Awesome-omni-skill systematic-debugging
Use when encountering any bug, test failure, or unexpected behavior, before proposing fixes
git clone https://github.com/diegosouzapw/awesome-omni-skill
T=$(mktemp -d) && git clone --depth=1 https://github.com/diegosouzapw/awesome-omni-skill "$T" && mkdir -p ~/.claude/skills && cp -r "$T/skills/data-ai/systematic-debugging" ~/.claude/skills/diegosouzapw-awesome-omni-skill-systematic-debugging && rm -rf "$T"

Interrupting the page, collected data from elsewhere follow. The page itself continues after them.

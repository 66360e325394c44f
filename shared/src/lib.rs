//! Shared types and models for the stock ledger service
//!
//! This crate holds the bookkeeping rules with no I/O: the stock map, the
//! movement arithmetic, posting planners, document lifecycle and alert
//! classification. The backend loads state, calls into this crate and
//! persists the results.

pub mod fulfillment;
pub mod models;
pub mod posting;
pub mod stock;
pub mod types;
pub mod validation;

pub use models::*;
pub use types::*;
pub use validation::*;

skills/data-ai/systematic-debugging/SKILL.mdSystematic Debugging
Overview
Random fixes waste time and mask underlying issues. Core principle: ALWAYS find root cause before attempting fixes. Symptom fixes are failure.
The Iron Law
NO FIXES WITHOUT ROOT CAUSE INVESTIGATION FIRST
When to Use
Use for ANY technical issue (test failures, production bugs, performance). ESPECIALLY when:
- Under time pressure or "quick fix" seems obvious.
- You've already tried multiple fixes or previous fix failed.

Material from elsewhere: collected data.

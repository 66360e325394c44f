//! Warehouse and location service

use chrono::{DateTime, Utc};
use serde::Deserialize;
use sqlx::{PgConnection, PgPool};
use uuid::Uuid;
use validator::Validate;

use crate::error::{AppError, AppResult};
use crate::middleware::AuthUser;
use shared::{normalize_code, validate_code, Location, Warehouse};

#[derive(Clone)]
pub struct WarehouseService {
    db: PgPool,
}

#[derive(Debug, sqlx::FromRow)]
struct WarehouseRow {
    id: Uuid,
    code: String,
    name: String,
    address: Option<String>,
    is_active: bool,
    created_at: DateTime<Utc>,
    updated_at: DateTime<Utc>,
}

impl From<WarehouseRow> for Warehouse {
    fn from(row: WarehouseRow) -> Self {
        Warehouse {
            id: row.id,
            code: row.code,
            name: row.name,
            address: row.address,
            is_active: row.is_active,
            created_at: row.created_at,
            updated_at: row.updated_at,
        }
    }
}

#[derive(Debug, sqlx::FromRow)]
struct LocationRow {
    id: Uuid,
    warehouse_id: Uuid,
    code: String,
    name: String,
    is_active: bool,
    created_at: DateTime<Utc>,
    updated_at: DateTime<Utc>,
}

impl From<LocationRow> for Location {
    fn from(row: LocationRow) -> Self {
        Location {
            id: row.id,
            warehouse_id: row.warehouse_id,
            code: row.code,
            name: row.name,
            is_active: row.is_active,
            created_at: row.created_at,
            updated_at: row.updated_at,
        }
    }
}

#[derive(Debug, Deserialize, Validate)]
pub struct CreateWarehouseInput {
    pub code: String,
    #[validate(length(min = 1, max = 200, message = "Name must be 1-200 characters"))]
    pub name: String,
    pub address: Option<String>,
}

#[derive(Debug, Deserialize, Validate)]
pub struct UpdateWarehouseInput {
    #[validate(length(min = 1, max = 200, message = "Name must be 1-200 characters"))]
    pub name: Option<String>,
    pub address: Option<String>,
    pub is_active: Option<bool>,
}

#[derive(Debug, Deserialize, Validate)]
pub struct CreateLocationInput {
    pub code: String,
    #[validate(length(min = 1, max = 200, message = "Name must be 1-200 characters"))]
    pub name: String,
}

#[derive(Debug, Deserialize, Validate)]
pub struct UpdateLocationInput {
    #[validate(length(min = 1, max = 200, message = "Name must be 1-200 characters"))]
    pub name: Option<String>,
    pub is_active: Option<bool>,
}

const WAREHOUSE_COLUMNS: &str = "id, code, name, address, is_active, created_at, updated_at";
const LOCATION_COLUMNS: &str = "id, warehouse_id, code, name, is_active, created_at, updated_at";

fn checked_code(raw: &str) -> AppResult<String> {
    let code = normalize_code(raw);
    validate_code(&code).map_err(|msg| AppError::validation("code", msg))?;
    Ok(code)
}

/// Stock one product still holds somewhere being deactivated
#[derive(Debug, sqlx::FromRow)]
struct HeldStock {
    sku: String,
    quantity: i64,
}

/// Stock at an inactive place could never be moved again, so the place must be empty
fn ensure_empty(place: &str, held: &[HeldStock]) -> AppResult<()> {
    if held.is_empty() {
        return Ok(());
    }
    let listed: Vec<String> = held
        .iter()
        .map(|h| format!("{} ({})", h.sku, h.quantity))
        .collect();
    Err(AppError::InvalidState(format!(
        "{} still holds stock: {}",
        place,
        listed.join(", ")
    )))
}

/// Stock held across every location of a warehouse
async fn stock_in_warehouse(conn: &mut PgConnection, warehouse_id: Uuid) -> AppResult<Vec<HeldStock>> {
    Ok(sqlx::query_as::<_, HeldStock>(
        r#"
        SELECT p.sku, SUM((p.stock_by_location ->> l.id::text)::BIGINT)::BIGINT AS quantity
        FROM products p
        JOIN locations l ON p.stock_by_location ? l.id::text
        WHERE l.warehouse_id = $1
        GROUP BY p.sku
        ORDER BY p.sku
        "#,
    )
    .bind(warehouse_id)
    .fetch_all(&mut *conn)
    .await?)
}

async fn stock_at_location(conn: &mut PgConnection, location_id: Uuid) -> AppResult<Vec<HeldStock>> {
    Ok(sqlx::query_as::<_, HeldStock>(
        r#"
        SELECT sku, (stock_by_location ->> $1)::BIGINT AS quantity
        FROM products
        WHERE stock_by_location ? $1
        ORDER BY sku
        "#,
    )
    .bind(location_id.to_string())
    .fetch_all(&mut *conn)
    .await?)
}

impl WarehouseService {
    pub fn new(db: PgPool) -> Self {
        Self { db }
    }

    // ========================================================================
    // Warehouses
    // ========================================================================

    pub async fn create(&self, input: CreateWarehouseInput) -> AppResult<Warehouse> {
        input.validate()?;
        let code = checked_code(&input.code)?;

        let row = sqlx::query_as::<_, WarehouseRow>(&format!(
            r#"
            INSERT INTO warehouses (code, name, address)
            VALUES ($1, $2, $3)
            RETURNING {WAREHOUSE_COLUMNS}
            "#
        ))
        .bind(&code)
        .bind(input.name.trim())
        .bind(input.address.as_deref().map(str::trim))
        .fetch_one(&self.db)
        .await
        .map_err(|e| match AppError::from(e) {
            AppError::Conflict(_) => AppError::Conflict(format!("Warehouse {} already exists", code)),
            other => other,
        })?;

        tracing::info!(code = %row.code, "Warehouse created");
        Ok(row.into())
    }

    /// Warehouse staff only see their own warehouse
    pub async fn list(&self, user: &AuthUser) -> AppResult<Vec<Warehouse>> {
        let rows = sqlx::query_as::<_, WarehouseRow>(&format!(
            r#"
            SELECT {WAREHOUSE_COLUMNS} FROM warehouses
            WHERE ($1::uuid IS NULL OR id = $1)
            ORDER BY code
            "#
        ))
        .bind(user.scoped_warehouse())
        .fetch_all(&self.db)
        .await?;

        Ok(rows.into_iter().map(Warehouse::from).collect())
    }

    pub async fn get(&self, user: &AuthUser, warehouse_id: Uuid) -> AppResult<Warehouse> {
        user.ensure_warehouse(warehouse_id)?;

        sqlx::query_as::<_, WarehouseRow>(&format!(
            "SELECT {WAREHOUSE_COLUMNS} FROM warehouses WHERE id = $1"
        ))
        .bind(warehouse_id)
        .fetch_optional(&self.db)
        .await?
        .map(Warehouse::from)
        .ok_or_else(|| AppError::NotFound("Warehouse".to_string()))
    }

    /// Update name, address or the active flag; `is_active = false` deactivates
    /// and is refused while any of its locations holds stock
    pub async fn update(&self, warehouse_id: Uuid, input: UpdateWarehouseInput) -> AppResult<Warehouse> {
        input.validate()?;

        let mut tx = self.db.begin().await?;

        let code = sqlx::query_scalar::<_, String>(
            "SELECT code FROM warehouses WHERE id = $1 FOR UPDATE",
        )
        .bind(warehouse_id)
        .fetch_optional(&mut *tx)
        .await?
        .ok_or_else(|| AppError::NotFound("Warehouse".to_string()))?;

        if input.is_active == Some(false) {
            // Postings share-lock their locations, so none can land after this check
            sqlx::query("SELECT id FROM locations WHERE warehouse_id = $1 FOR UPDATE")
                .bind(warehouse_id)
                .execute(&mut *tx)
                .await?;
            let held = stock_in_warehouse(&mut tx, warehouse_id).await?;
            ensure_empty(&format!("Warehouse {}", code), &held)?;
        }

        let row = sqlx::query_as::<_, WarehouseRow>(&format!(
            r#"
            UPDATE warehouses SET
                name = COALESCE($2, name),
                address = COALESCE($3, address),
                is_active = COALESCE($4, is_active),
                updated_at = NOW()
            WHERE id = $1
            RETURNING {WAREHOUSE_COLUMNS}
            "#
        ))
        .bind(warehouse_id)
        .bind(input.name.as_deref().map(str::trim))
        .bind(input.address.as_deref().map(str::trim))
        .bind(input.is_active)
        .fetch_one(&mut *tx)
        .await?;

        tx.commit().await?;

        tracing::info!(code = %row.code, active = row.is_active, "Warehouse updated");
        Ok(row.into())
    }

    // ========================================================================
    // Locations
    // ========================================================================

    pub async fn create_location(
        &self,
        warehouse_id: Uuid,
        input: CreateLocationInput,
    ) -> AppResult<Location> {
        input.validate()?;
        let code = checked_code(&input.code)?;

        let exists = sqlx::query_scalar::<_, bool>("SELECT EXISTS(SELECT 1 FROM warehouses WHERE id = $1)")
            .bind(warehouse_id)
            .fetch_one(&self.db)
            .await?;
        if !exists {
            return Err(AppError::NotFound("Warehouse".to_string()));
        }

        let row = sqlx::query_as::<_, LocationRow>(&format!(
            r#"
            INSERT INTO locations (warehouse_id, code, name)
            VALUES ($1, $2, $3)
            RETURNING {LOCATION_COLUMNS}
            "#
        ))
        .bind(warehouse_id)
        .bind(&code)
        .bind(input.name.trim())
        .fetch_one(&self.db)
        .await
        .map_err(|e| match AppError::from(e) {
            AppError::Conflict(_) => {
                AppError::Conflict(format!("Location {} already exists in this warehouse", code))
            }
            other => other,
        })?;

        tracing::info!(code = %row.code, warehouse_id = %warehouse_id, "Location created");
        Ok(row.into())
    }

    pub async fn list_locations(&self, user: &AuthUser, warehouse_id: Uuid) -> AppResult<Vec<Location>> {
        // 404 for unknown warehouses rather than an empty list
        self.get(user, warehouse_id).await?;

        let rows = sqlx::query_as::<_, LocationRow>(&format!(
            "SELECT {LOCATION_COLUMNS} FROM locations WHERE warehouse_id = $1 ORDER BY code"
        ))
        .bind(warehouse_id)
        .fetch_all(&self.db)
        .await?;

        Ok(rows.into_iter().map(Location::from).collect())
    }

    /// Update name or the active flag; a location holding stock cannot be deactivated
    pub async fn update_location(
        &self,
        warehouse_id: Uuid,
        location_id: Uuid,
        input: UpdateLocationInput,
    ) -> AppResult<Location> {
        input.validate()?;

        let mut tx = self.db.begin().await?;

        let code = sqlx::query_scalar::<_, String>(
            "SELECT code FROM locations WHERE id = $2 AND warehouse_id = $1 FOR UPDATE",
        )
        .bind(warehouse_id)
        .bind(location_id)
        .fetch_optional(&mut *tx)
        .await?
        .ok_or_else(|| AppError::NotFound("Location".to_string()))?;

        if input.is_active == Some(false) {
            let held = stock_at_location(&mut tx, location_id).await?;
            ensure_empty(&format!("Location {}", code), &held)?;
        }

        let row = sqlx::query_as::<_, LocationRow>(&format!(
            r#"
            UPDATE locations SET
                name = COALESCE($3, name),
                is_active = COALESCE($4, is_active),
                updated_at = NOW()
            WHERE id = $2 AND warehouse_id = $1
            RETURNING {LOCATION_COLUMNS}
            "#
        ))
        .bind(warehouse_id)
        .bind(location_id)
        .bind(input.name.as_deref().map(str::trim))
        .bind(input.is_active)
        .fetch_one(&mut *tx)
        .await?;

        tx.commit().await?;

        tracing::info!(code = %row.code, active = row.is_active, "Location updated");
        Ok(row.into())
    }
}

#[cfg(test)]
mod tests {
    use super::*;

    #[test]
    fn test_checked_code() {
        assert_eq!(checked_code(" wh-1 ").unwrap(), "WH-1");
        assert!(checked_code("").is_err());
        assert!(checked_code("shelf 1").is_err());
    }

    #[test]
    fn test_empty_place_can_be_deactivated() {
        assert!(ensure_empty("Location A-01", &[]).is_ok());
    }

    #[test]
    fn test_place_holding_stock_cannot_be_deactivated() {
        let held = vec![
            HeldStock { sku: "WID-01".to_string(), quantity: 5 },
            HeldStock { sku: "WID-02".to_string(), quantity: 1 },
        ];
        let err = ensure_empty("Location A-01", &held).unwrap_err();
        assert_eq!(err.status_code(), axum::http::StatusCode::BAD_REQUEST);
        match err {
            AppError::InvalidState(msg) => {
                assert_eq!(msg, "Location A-01 still holds stock: WID-01 (5), WID-02 (1)")
            }
            other => panic!("unexpected error: {other:?}"),
        }
    }
}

- You don't fully understand the issue.
The Four Phases
Complete each phase before proceeding.
Phase 1: Root Cause Investigation
- Read Error Messages: Note line numbers, file paths, and stack traces.
- Reproduce Consistently: Identify exact steps to trigger the bug reliably.
- Check Recent Changes: Review git diffs, new dependencies, or config changes.
- Gather Evidence: In multi-component systems, log data at boundaries to isolate the failing layer.
- Trace Data Flow: For deep errors, trace backward to the source (see Root Cause Tracing below).
Phase 2: Pattern Analysis
- Find Working Examples: Locate similar working code.
- Compare Against References: Read reference implementations completely.
- Identify Differences: List every difference between working and broken states.
Phase 3: Hypothesis and Testing
- Form Single Hypothesis: "I think X is the root cause because Y."
- Test Minimally: Make the SMALLEST change to test the hypothesis.
- Verify: If it fails, form a NEW hypothesis. Don't stack fixes.
Phase 4: Implementation
- Create Failing Test: Simplest reproduction (use
).test-driven-development - Implement Single Fix: Address the root cause identified.
- Verify Fix: Ensure test passes and no regressions.
- If 3+ Fixes Fail: STOP and question the architecture. Discuss with your human partner.
Red Flags - STOP and Return to Phase 1
- "Quick fix for now" or "Just try changing X."
- Adding multiple changes at once.
- Skipping tests or manual verification only.
- Proposing solutions before tracing data flow.
- Each fix reveals a new problem elsewhere.
Common Rationalizations
| Excuse | Reality |
|---|---|
| "Issue is simple" | Simple bugs have root causes too. |
| "Emergency" | Systematic is FASTER than thrashing. |
| "Test after fix" | Untested fixes don't stick. Test first proves it. |
| "Multiple fixes" | Can't isolate what worked. Causes new bugs. |
| "3+ failures" | Architectural problem. Question the pattern. |
Quick Reference
| Phase | Key Activities | Success Criteria |
|---|---|---|
| 1. Root Cause | Read errors, reproduce, gather evidence | Understand WHAT and WHY |
| 2. Pattern | Find working examples, compare | Identify differences |
| 3. Hypothesis | Form theory, test minimally | Confirmed hypothesis |
| 4. Implementation | Create test, fix, verify | Bug resolved, tests pass |
Supporting Techniques
Use the embedded templates below to apply specific debugging strategies:
Root Cause Tracing
Core principle: Trace backward through the call chain until you find the original trigger, then fix at the source.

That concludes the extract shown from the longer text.